When a file is included in a header it becomes a dependency. Any files that include that particular file then become dependent on its dependencies, and so on down the line. This is expected behavior, but if the file isn’t actually required then the compiler is doing more work than necessary and the build time will suffer. Now once compile times get unbearable there are tools to help, such as our very own Niklas Frykholm’s Header Hero. But rather than treat the disease some preventative care can make all the difference in a code base. By following some simple guidelines compile times can be kept manageable.

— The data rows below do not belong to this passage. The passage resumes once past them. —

//! Error types for SDK storage operations.

use rusty_s3fs_storage::StorageError;
use thiserror::Error;

/// Errors specific to the SDK storage client.
#[derive(Error, Debug)]
pub enum CrtError {
    /// AWS SDK error.
    #[error("AWS SDK error: {message}")]
    SdkError { message: String, retryable: bool },

    /// Configuration error.
    #[error("Configuration error: {0}")]
    ConfigError(String),
}

impl From<CrtError> for StorageError {
    fn from(err: CrtError) -> Self {
        match err {
            CrtError::SdkError { message, retryable } => {
                StorageError::NetworkError { message, retryable }
            }
            CrtError::ConfigError(message) => StorageError::InvalidConfig { message },
        }
    }
}
// ============================================================================
// Metadata and listings
// ============================================================================

mod metadata {
    use super::*;

    fn populate(c: &MemoryStorageClient) {
        c.put_object(BUCKET, "top.txt", b"top".to_vec());
        c.put_object(BUCKET, "photos/", Vec::<u8>::new());
        c.put_object(BUCKET, "photos/a.jpg", sample(1000));
        c.put_object(BUCKET, "photos/b.png", sample(2000));
        c.put_object(BUCKET, "photos/README", sample(10));
        c.put_object(BUCKET, "photos/2024/c.jpg", sample(3000));
    }

    #[test]
    fn test_directories_are_classified_without_head_requests() {
        let env = create_test_env(small_blocks(), populate);
        assert!(env.engine.stat("/").unwrap().is_dir);
        assert!(env.engine.stat("/photos").unwrap().is_dir);
        assert!(env.engine.stat("/photos/2024").unwrap().is_dir);
        assert_eq!(env.client.head_requests(), 0);
    }

    #[test]
    fn test_missing_and_directory_reads() {
        let env = create_test_env(small_blocks(), populate);
        let missing = env.engine.read("/photos/none.jpg", 0, 10).unwrap_err();
        assert!(matches!(missing, VfsError::NotFound { .. }));
        assert_eq!(missing.errno(), libc::ENOENT);

        let dir = env.engine.read("/photos", 0, 10).unwrap_err();
        assert!(matches!(dir, VfsError::IsDirectory { .. }));
        assert_eq!(dir.errno(), libc::EISDIR);
        assert_eq!(env.client.streams_opened(), 0);
    }

    #[test]
    fn test_file_metadata_fetched_once() {
        let env = create_test_env(small_blocks(), populate);
        env.engine.read("/photos/a.jpg", 0, 10).unwrap();
        env.engine.read("/photos/a.jpg", 10, 10).unwrap();
        env.engine.stat("photos/a.jpg").unwrap();
        assert_eq!(env.client.head_requests(), 1);
    }

    #[test]
    fn test_list_subdirectory() {
        let env = create_test_env(small_blocks(), populate);
        let entries: Vec<DirEntry> = env.engine.list_dir("/photos").unwrap();

        let names: Vec<&str> = entries.iter().map(|e| e.name.as_str()).collect();
        assert_eq!(names, vec!["2024", "README", "a.jpg", "b.png"]);
        assert!(entries[0].is_dir);
        assert!(entries[1].is_dir);
        assert_eq!(
            entries[2],
            DirEntry {
                name: "a.jpg".into(),
                is_dir: false,
                size: 1000,
            }
        );
        assert_eq!(entries[3].size, 2000);
    }

    #[test]
    fn test_list_root() {
        let env = create_test_env(small_blocks(), populate);
        let entries: Vec<DirEntry> = env.engine.list_dir("/").unwrap();
        let names: Vec<&str> = entries.iter().map(|e| e.name.as_str()).collect();
        assert_eq!(names, vec!["photos", "top.txt"]);
        assert!(entries[0].is_dir);
        assert_eq!(entries[1].size, 3);
    }

    #[test]
    fn test_listing_seeds_file_sizes() {
        let env = create_test_env(small_blocks(), populate);
        env.engine.list_dir("/photos").unwrap();
        assert_eq!(env.engine.stat("/photos/b.png").unwrap().length, 2000);
        assert_eq!(env.client.head_requests(), 0);
    }

    #[test]
    fn test_list_empty_directory() {
        let env = create_test_env(small_blocks(), populate);
        assert!(env.engine.list_dir("/nothing-here").unwrap().is_empty());
    }
}
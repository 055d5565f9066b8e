//! Error types for the VFS crate.

use std::time::Duration;

use rusty_s3fs_storage::StorageError;
use thiserror::Error;

/// Errors that can occur during VFS operations.
#[derive(Error, Debug)]
pub enum VfsError {
    /// Path does not name an object or directory.
    #[error("No such file: {path}")]
    NotFound { path: String },

    /// Read on a directory.
    #[error("Is a directory: {path}")]
    IsDirectory { path: String },

    /// Bytes were not buffered before the read deadline.
    #[error("Timed out after {waited:?} waiting for {path} at offset {offset}")]
    Timeout {
        path: String,
        offset: u64,
        waited: Duration,
    },

    /// Backend failure surfaced to the caller.
    #[error("Backend error: {0}")]
    Backend(#[from] StorageError),

    /// Stream reader gave up after repeated backend failures.
    #[error("Stream failed: {message}")]
    StreamFailed { message: String },

    /// Fewer bytes than requested were available below end of file.
    #[error("Short read on {path} at offset {offset}: expected {expected} bytes, got {actual}")]
    ShortRead {
        path: String,
        offset: u64,
        expected: usize,
        actual: usize,
    },

    /// Requested offset has already been dropped from a reader's window.
    #[error("Offset {offset} already evicted from stream buffer")]
    Evicted { offset: u64 },

    /// Write access requested on a read-only mount.
    #[error("Read-only filesystem")]
    ReadOnly,

    /// Option values that cannot work together.
    #[error("Invalid options: {0}")]
    InvalidOptions(String),

    /// Mount operation failed.
    #[error("Mount failed: {0}")]
    MountFailed(String),

    /// Background thread could not be started.
    #[error("Failed to spawn thread: {0}")]
    ThreadSpawn(#[source] std::io::Error),
}

impl VfsError {
    /// POSIX error code reported to the filesystem caller.
    pub fn errno(&self) -> i32 {
        match self {
            VfsError::NotFound { .. } => libc::ENOENT,
            VfsError::IsDirectory { .. } => libc::EISDIR,
            VfsError::ReadOnly => libc::EROFS,
            VfsError::InvalidOptions(_) => libc::EINVAL,
            VfsError::Backend(StorageError::NotFound { .. }) => libc::ENOENT,
            VfsError::Backend(StorageError::AccessDenied { .. }) => libc::EACCES,
            VfsError::Timeout { .. }
            | VfsError::Backend(_)
            | VfsError::StreamFailed { .. }
            | VfsError::ShortRead { .. }
            | VfsError::Evicted { .. }
            | VfsError::MountFailed(_)
            | VfsError::ThreadSpawn(_) => libc::EIO,
        }
    }
}
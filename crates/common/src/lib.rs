//! Shared constants and utilities for rusty-s3fs.
//!
//! This crate provides functionality used across all rusty-s3fs crates:
//! - Tunable defaults for the remote read path
//! - Mapping between filesystem paths and object keys

pub mod constants;
pub mod path_utils;

// Re-export commonly used items at crate root
pub use constants::*;
pub use path_utils::{is_directory_key, join_key, leaf_name, list_prefix, path_to_key};
//! Shared constants used across rusty-s3fs crates.
//!
//! These are the process-wide defaults for the read path. Every value here can
//! be overridden through the VFS options at mount time.

use std::time::Duration;

/// Size of a single read issued against an open backend stream (32KB).
pub const IO_BUFFER_SIZE: usize = 32 * 1024;

/// Unit of backend fetch: one buffer block (256KB).
pub const STREAM_BUFFER_BLOCK_SIZE: usize = 256 * 1024;

/// How far past the high-water mark a stream keeps buffering (1MB).
pub const READ_AHEAD_SIZE: u64 = 1024 * 1024;

/// Buffer blocks not touched for this long are evicted.
pub const BUFFER_TIMEOUT: Duration = Duration::from_secs(3);

/// Upper bound a read waits for its bytes to be buffered.
pub const READ_WAIT_TIMEOUT: Duration = Duration::from_secs(10);

/// Fill loop wakes at least this often, even without a fill request.
pub const FILL_POLL_INTERVAL: Duration = Duration::from_secs(1);

/// Pause after a zero-byte read from the backend before retrying.
pub const ZERO_READ_PAUSE: Duration = Duration::from_millis(10);

/// Consecutive failed fetches after which a stream is closed for good.
pub const MAX_FETCH_FAILURES: u32 = 3;

/// Consecutive read timeouts with no fetch progress after which a stream is retired.
pub const MAX_STALLED_WAITS: u32 = 2;

/// Streams with no reads for this long are closed by the reaper.
pub const STREAM_IDLE_TIMEOUT: Duration = Duration::from_secs(15);

/// Interval between reaper sweeps.
pub const REAP_INTERVAL: Duration = Duration::from_secs(1);

/// Default byte budget of the range cache (256MB).
pub const RANGE_CACHE_MAX_BYTES: u64 = 256 * 1024 * 1024;

/// Paths in the range cache with no activity for this long are dropped.
pub const RANGE_CACHE_IDLE_TIMEOUT: Duration = Duration::from_secs(60);

/// Default number of concurrent backend connections.
pub const DEFAULT_MAX_CONNECTIONS: usize = 1000;

/// Default backend region.
pub const DEFAULT_REGION: &str = "us-east-1";

/// Key delimiter used to emulate directories.
pub const KEY_DELIMITER: char = '/';

// Block and IO sizes must be positive, and a block must hold at least one IO read.
const _: () = assert!(IO_BUFFER_SIZE > 0);
const _: () = assert!(STREAM_BUFFER_BLOCK_SIZE >= IO_BUFFER_SIZE);
const _: () = assert!(READ_AHEAD_SIZE >= STREAM_BUFFER_BLOCK_SIZE as u64);

// Timeouts: a read must be able to outwait a buffer eviction cycle.
const _: () = assert!(BUFFER_TIMEOUT.as_millis() < READ_WAIT_TIMEOUT.as_millis());
const _: () = assert!(REAP_INTERVAL.as_millis() < STREAM_IDLE_TIMEOUT.as_millis());
const _: () = assert!(MAX_FETCH_FAILURES > 0);
const _: () = assert!(MAX_STALLED_WAITS > 0);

Rule #1: Prefer forward declarations

To do its job the compiler needs to be aware of types. Some things it knows about implicitly, these are the built in types such as integers, pointers, and array, while others it needs to be informed of, such as functions, structures and classes. However, the compiler can be treated on a need to know basis. It only needs to know about a type when it actually has to generate code for it. This is where forward declarations come into play.

Assume we have two classes Foo and Bar. In this case Foo holds an instance of Bar within it.

#include <Bar.hpp>
 
class Foo
{
	public:
		Foo(const Bar& bar);
 
	private:
		Bar _bar;
} ;

This is all pretty standard stuff. The Foo class needs to include the declaration of Bar. So in terms of our compile times anything that needs access to Foo will end up including Bar, and anything Bar includes, and so on down the line.

Now if Foo contained a pointer to Bar internally we could rewrite the code to the following and use a forward declaration for Bar.

class Bar;
 
class Foo
{
	public:
		Foo(Bar* bar);
 
	private:
		Bar* _bar;
} ;

So now anyplace that includes Foo, just includes Foo. It doesn’t have to include Bar or any of Bar’s dependencies. We just move the include to the source file and this will compile without issue.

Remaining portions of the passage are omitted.